Brief Introduction: $t$ is the position step, $d$ is the hidden size of the model, $i$ is the dimension of the hidden size

$$ \begin{cases} PE(t, 2i) &= sin(\frac{t}{10000^{2i/d}}) \\ PE(t, 2i+1) &= cos(\frac{t}{10000^{2i/d}}) \end{cases} $$

according to the Trigonometric Identities sin(a±b)=sin(a)cos(b)±cos(a)sin(b),cos(a+b)=cos(a)cos(b)-sin(a)sin(b), cos(a-b)=cos(a)cos(b)+sin(a)sin(b)
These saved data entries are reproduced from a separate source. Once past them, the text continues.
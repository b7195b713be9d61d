// rover_sim/src/simulation/core/mod.rs

pub mod app_state;
pub mod prng;
pub mod simulation_setup;
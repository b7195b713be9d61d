// rover_sim/src/cli.rs

use bevy::prelude::Resource;
use clap::Parser;
use std::path::PathBuf;

/// Rover Sim: a headless closed-loop sample-return mission.
///
/// Generates a terrain, renders what the rover's camera sees, and runs the
/// perception-to-decision loop against a kinematic vehicle until the rover
/// is home or time runs out.
#[derive(Parser, Debug, Resource, Clone)]
#[command(author, version, about, long_about = None)]
pub struct Cli {
    /// The path to the mission TOML file to run.
    #[arg(short, long, default_value = "assets/missions/default.toml")]
    pub config: PathBuf,

    /// Overrides the terrain seed from the mission file.
    #[arg(long)]
    pub seed: Option<u64>,

    /// Overrides the mission duration (simulated seconds).
    #[arg(long)]
    pub max_seconds: Option<f64>,

    /// Writes a PNG snapshot of the final world map here.
    #[arg(long)]
    pub map_out: Option<PathBuf>,
}
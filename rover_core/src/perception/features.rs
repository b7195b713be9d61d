// rover_core/src/perception/features.rs

use crate::error::{RoverError, RoverResult};
use crate::perception::coords::RoverCentricPoints;
use crate::types::Mask;
use crate::utils::{mean, percentile};

/// Which class a feature set was extracted from.
#[derive(Debug, Clone, Copy, PartialEq, Eq, Hash)]
pub enum FeatureClass {
    Navigable,
    Obstacle,
    Sample,
}

impl FeatureClass {
    pub fn name(&self) -> &'static str {
        match self {
            FeatureClass::Navigable => "navigable",
            FeatureClass::Obstacle => "obstacle",
            FeatureClass::Sample => "sample",
        }
    }
}

/// Polar coordinates of every pixel of one class.
///
/// `angles` are radians from the forward axis, positive to the left;
/// `dists` are top-down pixels. Both lists always have the same length.
#[derive(Debug, Clone, PartialEq)]
pub struct PolarFeature {
    pub class: FeatureClass,
    pub dists: Vec<f64>,
    pub angles: Vec<f64>,
}

impl PolarFeature {
    pub fn new(class: FeatureClass, dists: Vec<f64>, angles: Vec<f64>) -> Self {
        debug_assert_eq!(dists.len(), angles.len());
        Self {
            class,
            dists,
            angles,
        }
    }

    pub fn empty(class: FeatureClass) -> Self {
        Self::new(class, Vec::new(), Vec::new())
    }

    pub fn from_points(class: FeatureClass, points: &RoverCentricPoints) -> Self {
        let (dists, angles) = points.to_polar();
        Self::new(class, dists, angles)
    }

    pub fn len(&self) -> usize {
        self.angles.len()
    }

    pub fn is_empty(&self) -> bool {
        self.angles.is_empty()
    }

    fn empty_error(&self) -> RoverError {
        RoverError::EmptyFeatureSet {
            feature: self.class.name(),
        }
    }

    pub fn mean_angle_deg(&self) -> RoverResult<f64> {
        mean(&self.angles)
            .map(f64::to_degrees)
            .ok_or_else(|| self.empty_error())
    }

    /// The `q`-th percentile of the angles, in degrees.
    pub fn percentile_angle_deg(&self, q: f64) -> RoverResult<f64> {
        percentile(&self.angles, q)
            .map(f64::to_degrees)
            .ok_or_else(|| self.empty_error())
    }

    pub fn mean_distance(&self) -> RoverResult<f64> {
        mean(&self.dists).ok_or_else(|| self.empty_error())
    }

    /// Mean angle (degrees) of the points lying at or beyond the mean
    /// distance. Near-field pixels are ignored so the rover aims at the open
    /// ground further out.
    pub fn far_field_angle_deg(&self) -> RoverResult<f64> {
        let cutoff = self.mean_distance()?;
        let far: Vec<f64> = self
            .dists
            .iter()
            .zip(&self.angles)
            .filter(|(d, _)| **d >= cutoff)
            .map(|(_, a)| *a)
            .collect();
        mean(&far)
            .map(f64::to_degrees)
            .ok_or_else(|| self.empty_error())
    }
}

/// The per-class feature sets handed to the decision policy.
#[derive(Debug, Clone, PartialEq)]
pub struct NavigationFeatures {
    pub navigable: PolarFeature,
    pub obstacle: PolarFeature,
    pub sample: PolarFeature,
}

impl Default for NavigationFeatures {
    fn default() -> Self {
        Self {
            navigable: PolarFeature::empty(FeatureClass::Navigable),
            obstacle: PolarFeature::empty(FeatureClass::Obstacle),
            sample: PolarFeature::empty(FeatureClass::Sample),
        }
    }
}

/// Builds polar feature sets from rover-centric points of each class.
pub fn extract(
    navigable: &RoverCentricPoints,
    obstacle: &RoverCentricPoints,
    sample: &RoverCentricPoints,
) -> NavigationFeatures {
    NavigationFeatures {
        navigable: PolarFeature::from_points(FeatureClass::Navigable, navigable),
        obstacle: PolarFeature::from_points(FeatureClass::Obstacle, obstacle),
        sample: PolarFeature::from_points(FeatureClass::Sample, sample),
    }
}

/// Whether the top-down obstacle mask has anything in the small window just
/// ahead and to the right of the rover's ground-contact point.
///
/// The window spans five rows either side of `bottom_offset` (measured up
/// from the bottom edge) and 20 columns from the center line.
pub fn obstacle_ahead(obstacle: &Mask, bottom_offset: f64) -> bool {
    let (w, h) = obstacle.dimensions();
    let origin = h as i64 - bottom_offset.round() as i64;
    let rows = (origin - 5).max(0)..(origin + 5).min(h as i64);
    let cx = w / 2;
    let cols = cx..(cx + 20).min(w);

    rows.into_iter().any(|row| {
        cols.clone()
            .any(|col| obstacle.get_pixel(col, row as u32)[0] != 0)
    })
}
$$ \begin{cases} PE(t + k, 2i) &= PE(t, 2i) \times PE(k, 2i+1) + PE(t, 2i+1) \times PE(k, 2i) \\ PE(t + k, 2i+1) &= PE(t, 2i+1) \times PE(k, 2i+1) - PE(t, 2i) \times PE(k, 2i) \end{cases} $$

Property1: $PE_{t+k}$ can be represented as linear function of $PE_{t}$, Therefore, $PE_{t}^TPE_{t+k}$ is dependent on $k$, which indicates this kind of position encoding methods have the potentials of applying relative position

let $\theta_i = \frac{1}{10000^{2i/d}}$

$$ PE_{t} = \begin{bmatrix} sin(\theta_0t)\\ cos(\theta_0t)\\ \cdots\\ sin(\theta_{\frac{d}{2}-1}t) \\ cos(\theta_{\frac{d}{2}-1}t) \end{bmatrix} $$

Property2:

$$ \begin{align} PE_{t}^TPE_{t+k} &= \sum_{i=0}^{\frac{d}{2}-1}[sin(\theta_it)sin(\theta_i(t+k)) + cos(\theta_it)cos(\theta_i(t+k))] \\ & = \sum_{i=0}^{\frac{d}{2}-1}cos(\theta_i(t-(t+k))) \\ & = \sum_{i=0}^{\frac{d}{2}-1}cos(\theta_ik)\\ & = PE_{t'}^TPE_{t'+k} \\ & = PE_{t}^TPE_{t-k} \end{align} $$

This means that sinusoidal position embeddings are unaware of direction

Implementation

import numpy as np
import torch
position_embedding = torch.zeros(MAX_POSITION, HIDDEN_SIZE).unsqueeze(0)
position_enc = np.array([[pos / np.power(10000, 2*(j//2)/HIDDEN_SIZE) for j in range(HIDDEN_SIZE)] for pos in range(MAX_POSITION)])
position_embedding[:, 0::2] = torch.FloatTensor(np.sin(position_enc[:, 0::2]))
position_embedding[:, 1::2] = torch.FloatTensor(np.cos(position_enc[:, 1::2]))
# inputs + PE

References

Vaswani, Ashish et al. “Attention is All you Need.” Neural Information Processing Systems (2017).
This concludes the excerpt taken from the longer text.